Task item
Look through the listing and report every line that has "STANDARD" in it.

Data for analysis
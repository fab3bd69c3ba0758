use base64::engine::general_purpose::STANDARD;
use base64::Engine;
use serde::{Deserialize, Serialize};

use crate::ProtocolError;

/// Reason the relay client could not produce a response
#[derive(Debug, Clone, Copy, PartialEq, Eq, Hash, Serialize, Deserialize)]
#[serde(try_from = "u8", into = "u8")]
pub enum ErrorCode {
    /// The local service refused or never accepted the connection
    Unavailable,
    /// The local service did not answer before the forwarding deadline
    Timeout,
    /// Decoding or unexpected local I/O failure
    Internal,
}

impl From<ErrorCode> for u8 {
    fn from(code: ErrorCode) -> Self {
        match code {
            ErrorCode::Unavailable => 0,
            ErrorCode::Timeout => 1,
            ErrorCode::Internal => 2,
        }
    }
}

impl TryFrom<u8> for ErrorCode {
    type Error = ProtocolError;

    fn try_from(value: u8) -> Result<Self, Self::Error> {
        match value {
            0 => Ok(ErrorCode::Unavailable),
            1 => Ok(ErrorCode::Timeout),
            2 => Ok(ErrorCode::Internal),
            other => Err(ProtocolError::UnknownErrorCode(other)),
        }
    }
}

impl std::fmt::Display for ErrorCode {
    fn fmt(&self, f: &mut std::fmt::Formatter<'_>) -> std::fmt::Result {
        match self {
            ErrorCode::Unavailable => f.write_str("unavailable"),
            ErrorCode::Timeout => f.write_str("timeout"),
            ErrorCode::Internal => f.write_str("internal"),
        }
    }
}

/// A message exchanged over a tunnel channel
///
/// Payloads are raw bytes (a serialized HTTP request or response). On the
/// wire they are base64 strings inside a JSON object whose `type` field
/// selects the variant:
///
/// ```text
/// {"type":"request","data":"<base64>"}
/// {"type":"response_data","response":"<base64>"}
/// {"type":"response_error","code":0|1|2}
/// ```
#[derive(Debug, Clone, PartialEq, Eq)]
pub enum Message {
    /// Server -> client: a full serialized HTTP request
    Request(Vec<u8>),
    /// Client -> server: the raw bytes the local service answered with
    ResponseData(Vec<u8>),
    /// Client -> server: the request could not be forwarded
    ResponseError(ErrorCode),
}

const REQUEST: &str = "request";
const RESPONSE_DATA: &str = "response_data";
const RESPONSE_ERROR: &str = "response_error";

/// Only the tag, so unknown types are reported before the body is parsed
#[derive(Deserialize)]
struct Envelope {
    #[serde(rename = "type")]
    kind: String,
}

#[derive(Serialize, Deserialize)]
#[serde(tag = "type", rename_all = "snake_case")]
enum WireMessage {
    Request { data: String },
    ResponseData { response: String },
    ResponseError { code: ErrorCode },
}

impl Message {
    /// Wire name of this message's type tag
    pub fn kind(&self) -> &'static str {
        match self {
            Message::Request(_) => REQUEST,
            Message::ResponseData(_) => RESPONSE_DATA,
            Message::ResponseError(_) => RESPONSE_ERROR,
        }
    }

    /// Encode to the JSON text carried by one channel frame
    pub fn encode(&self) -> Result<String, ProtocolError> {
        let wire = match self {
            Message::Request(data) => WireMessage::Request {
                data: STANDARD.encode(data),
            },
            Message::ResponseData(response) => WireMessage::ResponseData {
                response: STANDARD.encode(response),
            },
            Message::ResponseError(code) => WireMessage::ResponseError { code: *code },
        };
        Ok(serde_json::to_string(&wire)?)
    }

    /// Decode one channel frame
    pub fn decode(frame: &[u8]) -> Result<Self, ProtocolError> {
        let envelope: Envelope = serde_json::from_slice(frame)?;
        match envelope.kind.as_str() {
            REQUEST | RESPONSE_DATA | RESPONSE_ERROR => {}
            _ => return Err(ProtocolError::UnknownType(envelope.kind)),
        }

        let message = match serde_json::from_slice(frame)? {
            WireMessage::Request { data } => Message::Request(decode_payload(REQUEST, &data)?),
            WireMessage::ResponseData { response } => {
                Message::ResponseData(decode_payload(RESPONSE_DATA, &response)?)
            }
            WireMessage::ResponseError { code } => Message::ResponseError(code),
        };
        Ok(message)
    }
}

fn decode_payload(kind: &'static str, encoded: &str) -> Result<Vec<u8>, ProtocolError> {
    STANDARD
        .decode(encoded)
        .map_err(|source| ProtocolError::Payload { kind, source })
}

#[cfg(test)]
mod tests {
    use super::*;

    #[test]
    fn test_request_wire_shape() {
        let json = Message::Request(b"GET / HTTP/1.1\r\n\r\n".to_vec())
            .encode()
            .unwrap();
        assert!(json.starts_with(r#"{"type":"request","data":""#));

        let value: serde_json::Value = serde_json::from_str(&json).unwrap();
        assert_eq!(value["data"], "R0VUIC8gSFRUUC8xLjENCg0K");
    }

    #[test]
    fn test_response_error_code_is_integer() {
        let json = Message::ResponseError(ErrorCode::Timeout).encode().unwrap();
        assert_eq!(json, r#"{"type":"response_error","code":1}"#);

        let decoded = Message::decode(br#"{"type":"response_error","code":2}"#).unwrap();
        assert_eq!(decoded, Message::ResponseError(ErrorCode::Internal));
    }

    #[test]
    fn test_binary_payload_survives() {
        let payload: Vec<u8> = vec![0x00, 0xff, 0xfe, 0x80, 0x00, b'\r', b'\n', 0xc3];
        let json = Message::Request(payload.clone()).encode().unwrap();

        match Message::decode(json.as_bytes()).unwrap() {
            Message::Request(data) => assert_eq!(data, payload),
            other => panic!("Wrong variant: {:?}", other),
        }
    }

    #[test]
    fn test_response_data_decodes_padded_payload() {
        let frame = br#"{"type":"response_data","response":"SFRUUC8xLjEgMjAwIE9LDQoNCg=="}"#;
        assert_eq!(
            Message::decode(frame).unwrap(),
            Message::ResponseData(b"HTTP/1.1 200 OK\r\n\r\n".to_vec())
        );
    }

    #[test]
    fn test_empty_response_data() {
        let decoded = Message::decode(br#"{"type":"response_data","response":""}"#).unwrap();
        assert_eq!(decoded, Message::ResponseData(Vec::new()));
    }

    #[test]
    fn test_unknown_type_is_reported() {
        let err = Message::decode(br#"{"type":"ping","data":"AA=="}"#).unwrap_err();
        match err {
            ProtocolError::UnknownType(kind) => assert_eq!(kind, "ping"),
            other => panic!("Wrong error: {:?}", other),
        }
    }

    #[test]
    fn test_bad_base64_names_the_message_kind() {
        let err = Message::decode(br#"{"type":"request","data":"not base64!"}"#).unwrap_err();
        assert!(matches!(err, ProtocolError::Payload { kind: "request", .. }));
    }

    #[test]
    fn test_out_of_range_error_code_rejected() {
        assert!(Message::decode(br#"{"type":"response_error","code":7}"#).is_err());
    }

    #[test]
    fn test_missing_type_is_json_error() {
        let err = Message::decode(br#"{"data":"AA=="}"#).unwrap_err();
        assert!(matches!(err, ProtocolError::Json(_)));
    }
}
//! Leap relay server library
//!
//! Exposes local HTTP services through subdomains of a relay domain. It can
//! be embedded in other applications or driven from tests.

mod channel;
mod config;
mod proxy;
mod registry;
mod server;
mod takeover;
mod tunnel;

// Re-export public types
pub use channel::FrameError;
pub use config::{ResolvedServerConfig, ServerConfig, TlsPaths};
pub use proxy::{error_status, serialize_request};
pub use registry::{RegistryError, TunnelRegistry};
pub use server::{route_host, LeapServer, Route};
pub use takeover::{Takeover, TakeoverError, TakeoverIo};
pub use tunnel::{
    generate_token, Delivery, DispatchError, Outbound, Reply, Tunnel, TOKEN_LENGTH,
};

* * *

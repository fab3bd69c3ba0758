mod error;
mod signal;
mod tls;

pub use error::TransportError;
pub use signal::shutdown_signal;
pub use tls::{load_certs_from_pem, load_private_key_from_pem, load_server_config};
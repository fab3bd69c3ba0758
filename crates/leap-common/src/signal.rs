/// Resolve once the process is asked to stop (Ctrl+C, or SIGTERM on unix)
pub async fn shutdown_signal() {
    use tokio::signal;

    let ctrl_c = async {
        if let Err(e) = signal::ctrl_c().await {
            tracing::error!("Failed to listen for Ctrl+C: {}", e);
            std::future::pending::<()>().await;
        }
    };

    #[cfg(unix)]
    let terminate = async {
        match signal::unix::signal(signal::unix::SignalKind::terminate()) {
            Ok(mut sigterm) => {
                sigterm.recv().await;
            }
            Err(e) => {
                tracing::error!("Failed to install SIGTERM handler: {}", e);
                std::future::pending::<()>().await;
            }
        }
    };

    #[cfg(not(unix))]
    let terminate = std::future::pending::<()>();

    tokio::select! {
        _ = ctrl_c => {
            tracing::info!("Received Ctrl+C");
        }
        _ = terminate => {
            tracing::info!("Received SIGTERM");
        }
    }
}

Solution for this problem
use base64::engine::general_purpose::STANDARD;
                data: STANDARD.encode(data),
                response: STANDARD.encode(response),
    STANDARD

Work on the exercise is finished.